What fat cats on a diet may tell us about obesity in humans
Article by: Emily Caldwell
Originally Published
Pet cats may be excellent animal models for the study of obesity origins and treatment in humans, a new study of feline gut microbes suggests – and both species would likely get healthier in the research process, scientists say.
Veterinary researchers analyzed fecal samples from fat cats as the animals lost and maintained weight over the course of four dietary changes, including strict calorie reduction. The team found that food-related changes to the cats’ gut microbiome – the assortment of bacteria and molecules those bacteria produce and consume – have striking similarities to dietary effects on the gut previously seen in humans.
Though there is still a lot to learn, the findings place pet cats at the top of the list of animals whose gut bacteria may tell us a lot about our own – and whether gut microbe-based therapy could be one way to battle obesity.
“Animals share our beds. They share our ice cream. There are all these things that people do with their pets that highlight they are a naturally occurring disease model with similar environmental exposures as humans,” said lead study author Jenessa Winston, assistant professor of veterinary clinical sciences at The Ohio State University.
“Being able to see changes in cats that come up in the context of obesity and type 2 diabetes in people makes them a really good model to start looking at more microbiome-directed therapeutics for obesity in humans if we’re seeing a similar shift,” she said. “Microbes we saw in this study also come up again and again in human studies – and clearly, people aren’t eating cat chow, right?”
The study was published recently in the journal Scientific Reports.
An estimated 60% of cats are obese or overweight in developed countries, and more than 2 in 5 adults in the United States have obesity, according to the Centers for Disease Control and Prevention.
At Ohio State, Winston oversees two large clinical trials exploring the potential for fecal transplants from lean dogs and cats to help their overweight pet peers lose weight.

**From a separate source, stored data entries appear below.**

//! GitHub GraphQL API support for review threads
//!
//! Threads are not exposed over REST: finding the thread that holds a
//! review comment and resolving it both go through GraphQL.

use chrono::{DateTime, Utc};
use prc_core::client::{ApiFailure, ApiResult, RateLimit};
use reqwest::header::HeaderMap;
use serde::Deserialize;
use serde_json::json;
use tracing::{debug, info};

use crate::GitHubClient;

/// GraphQL query response wrapper
#[derive(Debug, Deserialize)]
struct GraphQLResponse<T> {
    data: Option<T>,
    errors: Option<Vec<GraphQLError>>,
}

/// GraphQL error
#[derive(Debug, Deserialize)]
struct GraphQLError {
    message: String,
    #[serde(rename = "type")]
    kind: Option<String>,
}

impl GraphQLError {
    /// The REST status that matches GitHub's error type
    fn status(&self) -> Option<u16> {
        match self.kind.as_deref()? {
            "NOT_FOUND" => Some(404),
            "FORBIDDEN" | "RATE_LIMITED" => Some(403),
            "UNPROCESSABLE" => Some(422),
            _ => None,
        }
    }
}

#[derive(Debug, Deserialize)]
struct ThreadsData {
    repository: Option<RepositoryData>,
}

#[derive(Debug, Deserialize)]
#[serde(rename_all = "camelCase")]
struct RepositoryData {
    pull_request: Option<PullRequestData>,
}

#[derive(Debug, Deserialize)]
#[serde(rename_all = "camelCase")]
struct PullRequestData {
    review_threads: ThreadConnection,
}

#[derive(Debug, Deserialize)]
#[serde(rename_all = "camelCase")]
struct ThreadConnection {
    page_info: PageInfo,
    nodes: Vec<ThreadNode>,
}

#[derive(Debug, Deserialize)]
#[serde(rename_all = "camelCase")]
struct PageInfo {
    has_next_page: bool,
    end_cursor: Option<String>,
}

#[derive(Debug, Deserialize)]
#[serde(rename_all = "camelCase")]
struct ThreadNode {
    id: String,
    is_resolved: bool,
    comments: CommentConnection,
}

#[derive(Debug, Deserialize)]
struct CommentConnection {
    nodes: Vec<CommentNode>,
}

#[derive(Debug, Deserialize)]
#[serde(rename_all = "camelCase")]
struct CommentNode {
    database_id: Option<u64>,
}

#[derive(Debug, Deserialize)]
#[serde(rename_all = "camelCase")]
struct ResolveData {
    resolve_review_thread: Option<ResolvePayload>,
}

#[derive(Debug, Deserialize)]
struct ResolvePayload {
    thread: Option<ResolvedThread>,
}

#[derive(Debug, Deserialize)]
#[serde(rename_all = "camelCase")]
struct ResolvedThread {
    is_resolved: bool,
}

const REVIEW_THREADS_QUERY: &str = r#"
    query($owner: String!, $repo: String!, $number: Int!, $cursor: String) {
        repository(owner: $owner, name: $repo) {
            pullRequest(number: $number) {
                reviewThreads(first: 100, after: $cursor) {
                    pageInfo {
                        hasNextPage
                        endCursor
                    }
                    nodes {
                        id
                        isResolved
                        comments(first: 100) {
                            nodes {
                                databaseId
                            }
                        }
                    }
                }
            }
        }
    }
"#;

const RESOLVE_THREAD_MUTATION: &str = r#"
    mutation($threadId: ID!) {
        resolveReviewThread(input: { threadId: $threadId }) {
            thread {
                id
                isResolved
            }
        }
    }
"#;

impl GitHubClient {
    /// Node id of the review thread containing a review comment
    pub async fn review_thread_for_comment(&self, pr: u64, comment_id: u64) -> ApiResult<String> {
        debug!(pr, comment_id, "Looking up review thread via GraphQL");

        let mut cursor: Option<String> = None;
        loop {
            let variables = json!({
                "owner": self.owner(),
                "repo": self.repo(),
                "number": pr,
                "cursor": cursor,
            });

            let data: ThreadsData = self.graphql_query(REVIEW_THREADS_QUERY, &variables).await?;
            let threads = data
                .repository
                .and_then(|r| r.pull_request)
                .ok_or_else(|| ApiFailure::http(404, format!("pull request #{pr} not found")))?
                .review_threads;

            if let Some(thread) = threads.nodes.into_iter().find(|t| {
                t.comments
                    .nodes
                    .iter()
                    .any(|c| c.database_id == Some(comment_id))
            }) {
                debug!(thread_id = %thread.id, resolved = thread.is_resolved, "Found review thread");
                return Ok(thread.id);
            }

            match threads.page_info {
                PageInfo {
                    has_next_page: true,
                    end_cursor: Some(next),
                } => cursor = Some(next),
                _ => break,
            }
        }

        Err(ApiFailure::http(
            404,
            format!("no review thread on pull request #{pr} contains comment #{comment_id}"),
        ))
    }

    /// Mark a review thread as resolved
    pub async fn resolve_review_thread(&self, thread_id: &str) -> ApiResult<()> {
        let variables = json!({ "threadId": thread_id });
        let data: ResolveData = self
            .graphql_query(RESOLVE_THREAD_MUTATION, &variables)
            .await?;

        let resolved = data
            .resolve_review_thread
            .and_then(|p| p.thread)
            .is_some_and(|t| t.is_resolved);
        if !resolved {
            return Err(ApiFailure::transport(format!(
                "thread {thread_id} was not marked resolved"
            )));
        }

        info!(thread_id, "Resolved review thread");
        Ok(())
    }

    /// Execute a GraphQL query
    async fn graphql_query<T: for<'de> Deserialize<'de>>(
        &self,
        query: &str,
        variables: &serde_json::Value,
    ) -> ApiResult<T> {
        let request_body = json!({
            "query": query,
            "variables": variables,
        });

        let response = self
            .http()
            .post(self.graphql_url())
            .bearer_auth(self.token())
            .json(&request_body)
            .send()
            .await
            .map_err(|e| ApiFailure::transport(format!("GraphQL request failed: {}", e)))?;

        if !response.status().is_success() {
            return Err(failure_from_response(response).await);
        }

        let graphql_response: GraphQLResponse<T> = response.json().await.map_err(|e| {
            ApiFailure::transport(format!("Failed to parse GraphQL response: {}", e))
        })?;

        if let Some(errors) = graphql_response.errors.filter(|e| !e.is_empty()) {
            let messages: Vec<&str> = errors.iter().map(|e| e.message.as_str()).collect();
            let message = format!("GraphQL errors: {}", messages.join(", "));
            let failure = match errors.iter().find_map(GraphQLError::status) {
                Some(status) => ApiFailure::http(status, message),
                None => ApiFailure::transport(message),
            };
            return Err(failure);
        }

        graphql_response
            .data
            .ok_or_else(|| ApiFailure::transport("GraphQL response missing data"))
    }
}

/// Turn an unsuccessful response into an [`ApiFailure`]
///
/// Keeps GitHub's `message`, the raw body and any rate-limit headers.
pub(crate) async fn failure_from_response(response: reqwest::Response) -> ApiFailure {
    let status = response.status();
    let rate_limit = rate_limit_from_headers(response.headers());

    let text = response
        .text()
        .await
        .unwrap_or_else(|_| "Unable to read response".to_string());
    let message = serde_json::from_str::<serde_json::Value>(&text)
        .ok()
        .and_then(|v| v.get("message").and_then(|m| m.as_str()).map(str::to_string))
        .or_else(|| status.canonical_reason().map(str::to_string))
        .unwrap_or_default();

    let failure = ApiFailure::http(status.as_u16(), message).with_body(text);
    match rate_limit {
        Some(limit) => failure.with_rate_limit(limit),
        None => failure,
    }
}

/// Read GitHub's rate-limit headers
///
/// `retry-after` (secondary limits) takes precedence over the primary
/// `x-ratelimit-reset` timestamp.
fn rate_limit_from_headers(headers: &HeaderMap) -> Option<RateLimit> {
    let number = |name: &str| {
        headers
            .get(name)
            .and_then(|v| v.to_str().ok())
            .and_then(|v| v.trim().parse::<i64>().ok())
    };

    let remaining = number("x-ratelimit-remaining").and_then(|n| u64::try_from(n).ok());
    let retry_after = number("retry-after");
    let reset = number("x-ratelimit-reset");

    if remaining.is_none() && retry_after.is_none() {
        return None;
    }

    let reset_at = match (retry_after, reset) {
        (Some(secs), _) => Some(Utc::now() + chrono::Duration::seconds(secs)),
        (None, Some(epoch)) => DateTime::<Utc>::from_timestamp(epoch, 0),
        (None, None) => None,
    };

    Some(RateLimit {
        // A retry-after header means the request was throttled
        remaining: if retry_after.is_some() { Some(0) } else { remaining },
        reset_at,
    })
}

“My lab is focused on how we can harness the therapeutic power of microbes,” she said. “In order to do that, we have to understand how disease states may be different from health so that we can better try and figure out and target, mechanistically, changes that occur in the microbiome.”
In this study, researchers fed seven obese cats a four-phase diet over 16 weeks: free-feeding of commercial cat food for two weeks, free-feeding of a specially formulated weight-loss diet for one week, calorie-restricted feeding of the weight-loss diet to achieve 1-2% body weight reduction per week for 11 weeks, and a return to the original maintenance diet.
The analysis of fecal samples taken during the different diet phases focused on changes in the presence of short-chain fatty acids metabolites, molecules produced by bacteria during digestion. Fatty acids are of interest because they prompt specific types of communication between gut microbes and tissue in the rest of the body – including hormonal signals that can relate to inflammation and insulin resistance.
The team found that the abundance of a short-chain fatty acid called propionic acid – shown in other mammals to regulate appetite, reduce fat accumulation and protect against obesity and diabetes – was increased in feces when the cats were losing weight on the calorie-restricted diet. Greater propionic acid composition was associated with an increase in the bacterium Prevotella 9 copri. Though direct production of propionic acid by Prevotella couldn’t be determined in this study, the finding that these increases occurred at the same time, when cats were dropping weight, was intriguing. Previous research has linked Prevotella 9 copri in the human gut to weight loss and better blood sugar control.
“When the cats are on the special diet formulated for weight loss, propionic acid goes up and stays high, and then goes back down when they’re put back on the maintenance diet. So it really is a dietary change,” Winston said. “This paper highlights that when we calorie-restrict cats that are obese, we can alter their microbial ecosystem – and those community shifts that we see likely correlate with some metabolic outcomes.
“I think that those parallels that we’re seeing in how the ecosystems change in a similar way is helpful,” she said.
The gut microbiome’s precise role in mammal obesity remains a mystery, but Winston said decades of evidence suggests these organisms and molecules they produce are part of the problem behind what is now known to be a very complex disease. This study’s findings in felines suggest the pet cat gut profile could provide meaningful answers for both species, she said.
The weight-loss diet in the study was provided by Nestle Purina, which also provided funding for the project. Winston and some co-authors are paid speakers for Nestle Purina.
Co-authors include John Rowe, Valerie Parker and Adam Rudinsky of Ohio State; Katie McCool of North Carolina State University; Jan Suchodolski, Rosana Lopes and Jörg Steiner of Texas A&M University; and Chen Gilor of the University of Florida.